In an essay for the Atlantic that's both painfully obtuse and excruciatingly well-intentioned, Jessica Lahey — a self-proclaimed "middle school modesty enforcer" — reveals her obsession with boosting girls' self-esteem by encouraging them to cover their bodies.
Lahey, a junior high English and Latin teacher, insists that she works "hard to let my girls know that I respect them for their brains and character — regardless of whether they put their cleavage or the length of their legs on display." That claim is belied, however, by her lament about how much she "hate(s) having to defend my right not to see a girl's underwear" and her suggestion that "monstrously ugly, gigantic men's T-shirts" are excellent alternatives to the revealing tops her students wear. Those risible declarations, along with her own admission that her views are "petty" and "puritanical" make Lahey an easy target for critique. In Slate, Amanda Marcotte offers a thorough analysis of how Lahey gets girls and their needs wrong, concluding: "What girls need to learn is that they count no matter what they wear or who they have sex with, and the best way to send that message is to start acting like you believe it's true." That makes good sense.
But what about the boys? Lahey's slutshaming couched in feminist rhetoric is so exasperating that it's easy to miss another obvious problem: the insistence that young men can only be thoughtful when they're not turned on. "I hate having to worry that being able to see a girl's underwear will so addle the boys' brains that they will be unable to concentrate in science class," Lahey laments. She's hardly alone in making the calculation that visible panties lead to a rapid transfer of blood from the male brain to a straining erection. To the modesty peddlers, male cognition and compassion hinge on flaccidity; with boys already supposedly falling behind in school, keeping dicks soft is presumably the way to keep their owners' grades up.
Lahey, like everyone else promoting this myth of the uncontrollable male libido, (such as the admins and contributors to the Guys on Modesty site) refuses to consider the possibility that lust and learning aren't mutually exclusive. Or, to be more precise, that boys can't lust and learn. Girls — whose desires can be every bit as intense as those of their brothers — are expected to keep their horniness strictly under control, never allowing it to interfere with either their studies or their performance of "sexy, but not sexual" femininity.
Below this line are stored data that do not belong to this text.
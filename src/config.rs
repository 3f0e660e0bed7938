//! # Package File Schema and Parsing
//!
//! This module defines the data structures that represent a package file
//! (`resources.json`, or `resources.yaml`) and the logic for reading and
//! writing it. A package file declares the path mappings a package
//! contributes to the shared repository and the packages it overrides:
//!
//! ```json
//! {
//!     "name": "acme/blog",
//!     "resources": {
//!         "/acme/blog": "res",
//!         "/acme/blog/css": ["css", "@?acme/theme:css"]
//!     },
//!     "override": "acme/base",
//!     "override-order": ["acme/base", "acme/theme"],
//!     "packages": {
//!         "acme/base": { "install-path": "vendor/acme/base" }
//!     }
//! }
//! ```
//!
//! `override-order` and `packages` are only meaningful in the root package
//! file. The format (JSON or YAML) is chosen from the file extension, and a
//! file is written back in the format it was read from.
//!
//! This module also holds [`BuildMode`], the one knob that changes how the
//! repository builder treats unresolvable references and conflicts.

use crate::error::{Error, Result};
use indexmap::IndexMap;
use serde::{Deserialize, Serialize};
use std::fs;
use std::path::{Path, PathBuf};

/// How strictly the repository builder treats problems it can work around
#[derive(Debug, Clone, Copy, PartialEq, Eq, Default)]
pub enum BuildMode {
    /// Missing local paths and unknown optional packages degrade mappings to
    /// `NotFound`; conflicts are excluded from the tree and reported.
    #[default]
    Tolerant,
    /// Missing local paths, unknown packages and unresolved conflicts are
    /// returned as errors before the tree is touched.
    Strict,
}

/// A single string or a list of strings
#[derive(Debug, Clone, PartialEq, Eq, Serialize, Deserialize)]
#[serde(untagged)]
pub enum StringOrList {
    One(String),
    Many(Vec<String>),
}

impl StringOrList {
    /// Flatten into a list
    pub fn into_vec(self) -> Vec<String> {
        match self {
            StringOrList::One(value) => vec![value],
            StringOrList::Many(values) => values,
        }
    }

    /// Build the most compact representation of a list
    pub fn from_vec(mut values: Vec<String>) -> Self {
        if values.len() == 1 {
            StringOrList::One(values.remove(0))
        } else {
            StringOrList::Many(values)
        }
    }
}

/// Install information of a package, as recorded in the root package file
#[derive(Debug, Clone, PartialEq, Eq, Serialize, Deserialize)]
#[serde(deny_unknown_fields)]
pub struct InstallInfo {
    /// Install path, relative to the root package directory or absolute
    #[serde(rename = "install-path")]
    pub install_path: PathBuf,
}

/// Contents of a package file
#[derive(Debug, Clone, Default, PartialEq, Serialize, Deserialize)]
#[serde(deny_unknown_fields)]
pub struct PackageFile {
    /// Package name
    #[serde(default, skip_serializing_if = "Option::is_none")]
    pub name: Option<String>,

    /// Repository path to path reference(s)
    #[serde(default, skip_serializing_if = "IndexMap::is_empty")]
    pub resources: IndexMap<String, StringOrList>,

    /// Names of the packages whose mappings this package overrides
    #[serde(default, rename = "override", skip_serializing_if = "Option::is_none")]
    pub overrides: Option<StringOrList>,

    /// Tie-break order for packages with no override relation (root only)
    #[serde(default, rename = "override-order", skip_serializing_if = "Vec::is_empty")]
    pub override_order: Vec<String>,

    /// Installed packages (root only)
    #[serde(default, skip_serializing_if = "IndexMap::is_empty")]
    pub packages: IndexMap<String, InstallInfo>,
}

impl PackageFile {
    /// Overridden package names as a list
    pub fn override_names(&self) -> Vec<String> {
        self.overrides.clone().map(StringOrList::into_vec).unwrap_or_default()
    }
}

/// Serialization format of a package file
#[derive(Debug, Clone, Copy, PartialEq, Eq)]
pub enum Format {
    Json,
    Yaml,
}

impl Format {
    /// Pick the format from a file extension, defaulting to JSON
    pub fn from_path(path: &Path) -> Self {
        match path.extension().and_then(|ext| ext.to_str()) {
            Some("yaml") | Some("yml") => Format::Yaml,
            _ => Format::Json,
        }
    }
}

/// Parse package file content
pub fn parse(content: &str, format: Format) -> Result<PackageFile> {
    let file: PackageFile = match format {
        Format::Json => serde_json::from_str(content)?,
        Format::Yaml => serde_yaml::from_str(content)?,
    };
    validate(&file)?;
    Ok(file)
}

/// Serialize a package file
pub fn to_string(file: &PackageFile, format: Format) -> Result<String> {
    match format {
        Format::Json => {
            let mut content = serde_json::to_string_pretty(file)?;
            content.push('\n');
            Ok(content)
        }
        Format::Yaml => Ok(serde_yaml::to_string(file)?),
    }
}

/// Read and parse a package file from disk
pub fn from_file(path: &Path) -> Result<PackageFile> {
    let content = fs::read_to_string(path)?;
    parse(&content, Format::from_path(path)).map_err(|e| match e {
        Error::PackageFile { message, hint, .. } => Error::PackageFile {
            path: path.display().to_string(),
            message,
            hint,
        },
        other => Error::PackageFile {
            path: path.display().to_string(),
            message: other.to_string(),
            hint: Some("Check the file against the package file format".to_string()),
        },
    })
}

/// Write a package file to disk
pub fn to_file(path: &Path, file: &PackageFile) -> Result<()> {
    let content = to_string(file, Format::from_path(path))?;
    fs::write(path, content)?;
    Ok(())
}

fn validate(file: &PackageFile) -> Result<()> {
    if let Some(name) = &file.name {
        if name.trim().is_empty() {
            return Err(invalid("the package name must not be empty", None));
        }
    }

    for (path, references) in &file.resources {
        let empty = match references {
            StringOrList::One(reference) => reference.is_empty(),
            StringOrList::Many(list) => list.is_empty(),
        };
        if empty {
            return Err(invalid(
                &format!("the mapping for \"{}\" has no path references", path),
                Some("Map the path to a directory, e.g. \"res\" or \"@vendor/package:res\""),
            ));
        }
    }

    Ok(())
}

fn invalid(message: &str, hint: Option<&str>) -> Error {
    Error::PackageFile {
        path: "<input>".to_string(),
        message: message.to_string(),
        hint: hint.map(str::to_string),
    }
}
Lahey concedes that girls can be easily distracted, but tellingly doesn't hold boys directly responsible. "One day they can't pay attention in class because they're thinking about ponies and their pet guinea pigs, and the next they're incapacitated by daydreams about the opposite sex." Lahey never explains where these girlish daydreams come from, but she's certainly not suggesting that hot male classmates have anything to do with them. In her psychological calculus, girls must do two things: manage their own nearly "incapacitating" fantasies and take full responsibility for addling the minds of their male counterparts. The modesty crowd never concedes the obvious point: self-control and lust can exist in the same mind. As long, apparently, as that mind belongs to a girl.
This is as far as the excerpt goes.